Porém, antes mesmo do final da década de 90, já esta tendência se tinha tornado o paradigma do kitsch, do mau gosto, em suma, tornou-se “piroso”. E assim ficou até 2017 quando Denma Gvasalia, o criador da Vetements, marca de culto dos hipsters, fez desfilar uma T-shirt amarela com o símbolo da DHL. A ironia do criador, também responsável por reerguer das cinzas a meia branca de riscas, foi entendida pelo mundo da moda como um repto e, um ano depois, a logomania renasceu em todo o seu esplendor. Seja porque ela fala a linguagem sintética da internet e, ao mesmo tempo, tem a força comunicativa de um símbolo ou seja, é aquilo que permanece no nosso cérebro entre a parafernália de selfies, desfiles, publicidade, como defende Susie Bubble. Seja porque as marcas de luxo precisam de justificar os seus preços num mercado onde muitos outros estão a produzir com a mesma ou mais qualidade, mas que (ainda) não têm a força de um nome, como sugere Liroy Choufan.

 Logomania 2018, à conquista das redes sociais

A educação ensina-nos que há coisas que não se exibem: a riqueza, a generosidade, a sabedoria e o luxo. Seria impensável que Cristobal Balenciaga escrevesse o seu nome na parte de trás de uma peça de roupa, como Gvasalia faz agora que está ao leme da casa do costureiro basco. O luxo era discreto, estava nas formas, nos cortes exímios, nas texturas dos tecidos. Agora, pelo contrário, tornou-se assertivo, declarativo como um uniforme de uma tribo ou barroco como um carnaval. Nas malas, nos lenços, nas costas dos casacos, nos ténis, nas botas, em ornamentos metálicos, dourados, em pedrarias coloridas, bordados, aplicações ou em letras garrafais, o que importa é o logo, o nome ou apenas a contração da palavra como fez a Valentino que este verão estará em modo VLTN.

A T-shirt DHL de Denma Gvasalia (Vetements) que trouxe a logomania para o século XXI

No meio desta cacofonia há, para uns, um genuíno culto emocional das marcas, elas são investidas de memórias, afetos, imaginários e até formas de empoderamento e, para outros, um novo riquismo exibicionista ou ingénuo. Há mesmo quem se pergunte: como posso usar um logótipo sem que o logótipo me use a mim? É difícil mas não é impossível. 

Ainda que pareça um paradoxo, a melhor forma de usar um elemento excessivo é fazê-lo com simplicidade e/ou ironia.
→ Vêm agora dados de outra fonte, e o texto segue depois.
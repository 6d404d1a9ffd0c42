//! Configuration for the capture pipeline
//!
//! Provides versioned settings storage with schema migrations. Settings are
//! persisted as JSON under `~/.seshat/config.json`. There is no process-wide
//! settings cache: hosts load a `Config` explicitly and pass it to the
//! session. A reloaded config handed to a running session takes effect on
//! the next return to listening, never mid-utterance.

use serde::{Deserialize, Serialize};
use std::fs;
use std::path::{Path, PathBuf};
use std::time::Duration;

/// Current config schema version
const CURRENT_VERSION: u32 = 1;

/// Recognised transcription model sizes, in ascending capability order.
///
/// Informational: forwarded to the endpoint and shown in host settings UIs.
pub const MODEL_SIZES: &[&str] = &["tiny", "base", "small", "medium", "large", "turbo"];

/// Main configuration structure
#[derive(Debug, Clone, Serialize, Deserialize)]
#[serde(default)]
pub struct Config {
    /// Schema version for migrations
    pub version: u32,
    /// Frame/chunk capture settings
    pub capture: CaptureConfig,
    /// Voice-activity detection settings
    pub detection: DetectionConfig,
    /// Transcription endpoint settings
    pub transcription: TranscriptionConfig,
}

impl Default for Config {
    fn default() -> Self {
        Self {
            version: CURRENT_VERSION,
            capture: CaptureConfig::default(),
            detection: DetectionConfig::default(),
            transcription: TranscriptionConfig::default(),
        }
    }
}

/// Frame/chunk capture configuration
#[derive(Debug, Clone, Serialize, Deserialize)]
#[serde(default)]
pub struct CaptureConfig {
    /// Sample rate of the host's analysis frames in Hz
    pub sample_rate: u32,
    /// Cadence at which the host is expected to push analysis frames (ms)
    pub tick_interval_ms: u64,
}

impl Default for CaptureConfig {
    fn default() -> Self {
        Self {
            sample_rate: 16000,
            tick_interval_ms: 50,
        }
    }
}

/// Voice-activity detection configuration
#[derive(Debug, Clone, Serialize, Deserialize)]
#[serde(default)]
pub struct DetectionConfig {
    /// Silence detection threshold (pre-transform RMS, 0.0-1.0).
    /// Lower values are more sensitive to noise.
    pub silence_threshold: f32,
    /// Silence duration before speaking is considered paused (ms)
    pub silence_duration_ms: u64,
    /// Further silence before a paused utterance is finalised (ms)
    pub waiting_timeout_ms: u64,
}

impl Default for DetectionConfig {
    fn default() -> Self {
        Self {
            silence_threshold: 0.05,
            silence_duration_ms: 1000,
            waiting_timeout_ms: 2000,
        }
    }
}

impl DetectionConfig {
    /// Silence window as a `Duration`
    pub fn silence_duration(&self) -> Duration {
        Duration::from_millis(self.silence_duration_ms)
    }

    /// Waiting window as a `Duration`
    pub fn waiting_timeout(&self) -> Duration {
        Duration::from_millis(self.waiting_timeout_ms)
    }
}

/// How utterance chunks are packaged into the request payload
#[derive(Debug, Clone, Copy, PartialEq, Eq, Serialize, Deserialize, Default)]
#[serde(rename_all = "snake_case")]
pub enum PayloadEncoding {
    /// Concatenate chunk bytes as-is (recorder emits a container stream)
    #[default]
    Raw,
    /// Treat chunk bytes as mono little-endian i16 PCM and wrap in a WAV container
    Wav,
}

/// Transcription endpoint configuration
#[derive(Debug, Clone, Serialize, Deserialize)]
#[serde(default)]
pub struct TranscriptionConfig {
    /// Endpoint receiving the encoded utterance payload
    pub endpoint_url: String,
    /// Transcription model size (informational, see [`MODEL_SIZES`])
    pub model_size: String,
    /// Transcription language code (e.g. "en", "fr", "it")
    pub language: String,
    /// Request timeout in seconds
    pub timeout_secs: u64,
    /// Payload packaging mode
    pub payload: PayloadEncoding,
}

impl Default for TranscriptionConfig {
    fn default() -> Self {
        Self {
            endpoint_url: "http://localhost:8000/transcribe".to_string(),
            model_size: "base".to_string(),
            language: "en".to_string(),
            timeout_secs: 30,
            payload: PayloadEncoding::Raw,
        }
    }
}

/// Get the default path to the config file (~/.seshat/config.json)
pub fn default_config_path() -> PathBuf {
    home_dir_or_fallback().join(".seshat").join("config.json")
}

/// Get the home directory, falling back to /tmp if unavailable
fn home_dir_or_fallback() -> PathBuf {
    dirs::home_dir().unwrap_or_else(|| {
        tracing::error!("Could not determine home directory, using /tmp");
        PathBuf::from("/tmp")
    })
}

impl Config {
    /// Load configuration from the given path, using defaults if absent
    pub fn load(path: &Path) -> Result<Config, String> {
        if !path.exists() {
            tracing::info!("Config file not found, using defaults");
            return Ok(Config::default());
        }

        let contents =
            fs::read_to_string(path).map_err(|e| format!("Failed to read config file: {}", e))?;

        let config: Config = serde_json::from_str(&contents)
            .map_err(|e| format!("Failed to parse config: {}", e))?;

        migrate_config(config)
    }

    /// Save configuration to the given path, creating parent directories
    pub fn save(&self, path: &Path) -> Result<(), String> {
        if let Some(dir) = path.parent() {
            if !dir.exists() {
                fs::create_dir_all(dir)
                    .map_err(|e| format!("Failed to create config directory: {}", e))?;
            }
        }

        let contents = serde_json::to_string_pretty(self)
            .map_err(|e| format!("Failed to serialise config: {}", e))?;

        fs::write(path, contents).map_err(|e| format!("Failed to write config file: {}", e))?;

        tracing::info!("Config saved to {}", path.display());
        Ok(())
    }
}

/// Migrate configuration from older schema versions
fn migrate_config(mut config: Config) -> Result<Config, String> {
    let original_version = config.version;

    while config.version < CURRENT_VERSION {
        config = apply_migration(config)?;
    }

    if config.version != original_version {
        tracing::info!(
            "Migrated config from version {} to {}",
            original_version,
            config.version
        );
    }

    Ok(config)
}

/// Apply a single migration step
fn apply_migration(config: Config) -> Result<Config, String> {
    match config.version {
        // Version 0 -> 1: initial schema
        0 => {
            let mut migrated = config;
            migrated.version = 1;
            Ok(migrated)
        }
        v => Err(format!("Unknown config version: {}", v)),
    }
}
Por isso, para os ateus da moda, as propostas mais divertidas são as que foram buscar logótipos retro de marcas de refrigerantes (Marc Jacobs ou Stradivarius) num jogo que já Andy Warhol tinha jogado quando em 1966 fez um vestido com prints das latas de Campbell’s Soup.

O que sobrará da logomania? A capacidade de nos fazer rir como esta mala da Gucci.

Mas também a Pepe Jeans, a Fila, a Diadora, a (recém-redescoberta) Fiorucci foram aos seus próprios arquivos e recuperaram os antigos logos e cores e propondo peças que envergamos como um objeto cultural sem sentir que estamos a fazer publicidade gratuita e ainda pagamos por isso. O ideal é não usar mais do que uma peça como logos ao mesmo tempo, porque a fronteira entre o estilo e a poluição visual é curta. Se a ideia é ostentar um símbolo o melhor é que todas as outras peças de roupa e acessórios sejam mais sóbrias nas formas e nas cores.